Collected data
┄┄┄┄┄┄┄┄┄┄

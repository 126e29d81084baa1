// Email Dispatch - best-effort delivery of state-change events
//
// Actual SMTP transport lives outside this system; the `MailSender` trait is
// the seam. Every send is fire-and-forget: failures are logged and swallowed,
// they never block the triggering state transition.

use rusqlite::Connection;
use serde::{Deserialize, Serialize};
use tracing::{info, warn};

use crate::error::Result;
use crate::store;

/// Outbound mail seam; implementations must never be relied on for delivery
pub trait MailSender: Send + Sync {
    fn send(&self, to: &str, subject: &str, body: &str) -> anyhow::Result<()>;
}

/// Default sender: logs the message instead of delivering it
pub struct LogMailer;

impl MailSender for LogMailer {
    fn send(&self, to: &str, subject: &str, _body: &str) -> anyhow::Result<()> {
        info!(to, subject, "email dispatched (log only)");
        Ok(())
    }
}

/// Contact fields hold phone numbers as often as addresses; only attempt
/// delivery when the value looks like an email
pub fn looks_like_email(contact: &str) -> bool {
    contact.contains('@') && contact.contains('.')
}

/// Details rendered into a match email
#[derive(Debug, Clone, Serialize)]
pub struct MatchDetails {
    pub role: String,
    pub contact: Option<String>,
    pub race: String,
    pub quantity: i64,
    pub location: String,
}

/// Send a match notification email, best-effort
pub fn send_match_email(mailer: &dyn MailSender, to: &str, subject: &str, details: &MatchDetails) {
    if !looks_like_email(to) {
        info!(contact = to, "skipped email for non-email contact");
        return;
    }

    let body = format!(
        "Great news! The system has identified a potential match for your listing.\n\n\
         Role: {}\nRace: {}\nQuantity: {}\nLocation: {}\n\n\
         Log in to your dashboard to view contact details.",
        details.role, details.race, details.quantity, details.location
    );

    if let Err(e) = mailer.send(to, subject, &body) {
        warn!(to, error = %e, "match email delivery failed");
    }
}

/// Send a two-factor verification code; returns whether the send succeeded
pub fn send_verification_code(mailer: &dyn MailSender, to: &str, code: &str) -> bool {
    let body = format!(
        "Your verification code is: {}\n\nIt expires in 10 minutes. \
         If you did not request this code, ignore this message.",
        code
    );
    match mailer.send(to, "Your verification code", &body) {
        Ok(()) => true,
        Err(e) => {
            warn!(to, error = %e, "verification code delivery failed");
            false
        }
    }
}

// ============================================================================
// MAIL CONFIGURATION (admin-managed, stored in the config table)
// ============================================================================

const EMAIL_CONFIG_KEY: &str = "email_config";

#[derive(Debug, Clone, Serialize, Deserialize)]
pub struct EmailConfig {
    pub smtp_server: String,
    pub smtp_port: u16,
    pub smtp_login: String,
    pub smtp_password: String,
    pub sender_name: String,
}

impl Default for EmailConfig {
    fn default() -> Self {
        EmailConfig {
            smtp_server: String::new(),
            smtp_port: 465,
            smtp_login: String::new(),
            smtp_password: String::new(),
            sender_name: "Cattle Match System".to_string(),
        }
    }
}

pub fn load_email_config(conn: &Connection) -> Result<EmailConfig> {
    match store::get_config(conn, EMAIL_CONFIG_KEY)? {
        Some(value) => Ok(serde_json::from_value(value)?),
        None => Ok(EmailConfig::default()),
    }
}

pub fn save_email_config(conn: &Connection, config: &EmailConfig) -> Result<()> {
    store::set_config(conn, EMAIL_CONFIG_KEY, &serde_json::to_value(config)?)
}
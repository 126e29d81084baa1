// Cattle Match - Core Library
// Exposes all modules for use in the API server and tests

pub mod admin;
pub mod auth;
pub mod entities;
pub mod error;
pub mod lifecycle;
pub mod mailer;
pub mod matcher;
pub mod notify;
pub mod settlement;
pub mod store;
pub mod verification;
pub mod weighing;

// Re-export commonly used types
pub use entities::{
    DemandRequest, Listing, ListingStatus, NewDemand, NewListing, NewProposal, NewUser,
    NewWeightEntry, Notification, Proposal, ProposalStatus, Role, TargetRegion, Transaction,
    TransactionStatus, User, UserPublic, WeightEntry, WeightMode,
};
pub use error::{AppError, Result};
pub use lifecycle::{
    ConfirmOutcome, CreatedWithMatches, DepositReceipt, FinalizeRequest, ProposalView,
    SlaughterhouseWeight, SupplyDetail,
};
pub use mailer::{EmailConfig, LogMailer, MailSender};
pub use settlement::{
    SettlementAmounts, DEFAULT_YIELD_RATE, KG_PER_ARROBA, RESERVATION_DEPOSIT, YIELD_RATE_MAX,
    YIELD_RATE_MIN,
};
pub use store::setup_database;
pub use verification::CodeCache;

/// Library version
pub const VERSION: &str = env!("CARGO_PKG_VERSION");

┄┄┄┄┄┄┄┄┄┄

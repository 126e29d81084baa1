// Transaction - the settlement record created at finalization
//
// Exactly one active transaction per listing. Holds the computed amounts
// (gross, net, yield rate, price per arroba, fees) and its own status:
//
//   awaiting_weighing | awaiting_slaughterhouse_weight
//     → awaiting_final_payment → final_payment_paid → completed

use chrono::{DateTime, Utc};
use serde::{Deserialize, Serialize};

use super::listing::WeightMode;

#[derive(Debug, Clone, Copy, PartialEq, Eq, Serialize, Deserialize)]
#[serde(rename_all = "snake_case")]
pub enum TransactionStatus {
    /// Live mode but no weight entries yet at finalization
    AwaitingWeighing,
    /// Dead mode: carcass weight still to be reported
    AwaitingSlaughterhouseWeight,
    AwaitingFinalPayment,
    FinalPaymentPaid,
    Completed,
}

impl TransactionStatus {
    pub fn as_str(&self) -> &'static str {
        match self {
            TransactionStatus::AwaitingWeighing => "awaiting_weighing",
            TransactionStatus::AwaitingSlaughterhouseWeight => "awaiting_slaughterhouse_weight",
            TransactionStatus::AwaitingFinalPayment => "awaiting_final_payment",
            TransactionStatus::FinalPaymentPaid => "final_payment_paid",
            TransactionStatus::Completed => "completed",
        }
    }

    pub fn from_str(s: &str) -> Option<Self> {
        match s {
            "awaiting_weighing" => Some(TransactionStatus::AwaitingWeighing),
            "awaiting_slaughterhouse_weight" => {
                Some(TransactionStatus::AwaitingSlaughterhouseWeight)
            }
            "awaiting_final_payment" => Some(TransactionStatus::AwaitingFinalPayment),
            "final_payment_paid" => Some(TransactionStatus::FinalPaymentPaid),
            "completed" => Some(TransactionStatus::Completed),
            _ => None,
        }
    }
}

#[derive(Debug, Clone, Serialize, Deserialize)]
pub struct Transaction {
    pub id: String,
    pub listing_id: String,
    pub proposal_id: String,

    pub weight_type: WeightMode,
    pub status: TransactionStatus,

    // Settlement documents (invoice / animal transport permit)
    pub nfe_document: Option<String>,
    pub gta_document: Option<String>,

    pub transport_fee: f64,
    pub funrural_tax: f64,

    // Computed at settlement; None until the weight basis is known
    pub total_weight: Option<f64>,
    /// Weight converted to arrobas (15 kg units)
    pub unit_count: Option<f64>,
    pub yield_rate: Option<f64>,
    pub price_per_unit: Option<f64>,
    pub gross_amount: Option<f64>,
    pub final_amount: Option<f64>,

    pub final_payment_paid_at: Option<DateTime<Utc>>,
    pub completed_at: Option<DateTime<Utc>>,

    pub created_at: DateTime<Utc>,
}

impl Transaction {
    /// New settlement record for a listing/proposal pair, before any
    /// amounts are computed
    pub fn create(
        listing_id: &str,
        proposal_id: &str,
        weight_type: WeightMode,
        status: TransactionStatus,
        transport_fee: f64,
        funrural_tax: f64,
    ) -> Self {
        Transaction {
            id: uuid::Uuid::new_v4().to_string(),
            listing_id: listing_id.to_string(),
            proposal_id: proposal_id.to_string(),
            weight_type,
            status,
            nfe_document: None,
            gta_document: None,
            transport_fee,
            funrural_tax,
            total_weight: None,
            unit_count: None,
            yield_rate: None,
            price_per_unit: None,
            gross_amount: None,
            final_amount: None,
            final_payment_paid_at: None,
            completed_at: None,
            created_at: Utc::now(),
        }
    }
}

┄┄┄┄┄┄┄┄┄┄

# Description of the task:
Copy each line above that contains the word "WeightMode".

# Solution to the exercise:
    TransactionStatus, User, UserPublic, WeightEntry, WeightMode,
use super::listing::WeightMode;
    pub weight_type: WeightMode,
        weight_type: WeightMode,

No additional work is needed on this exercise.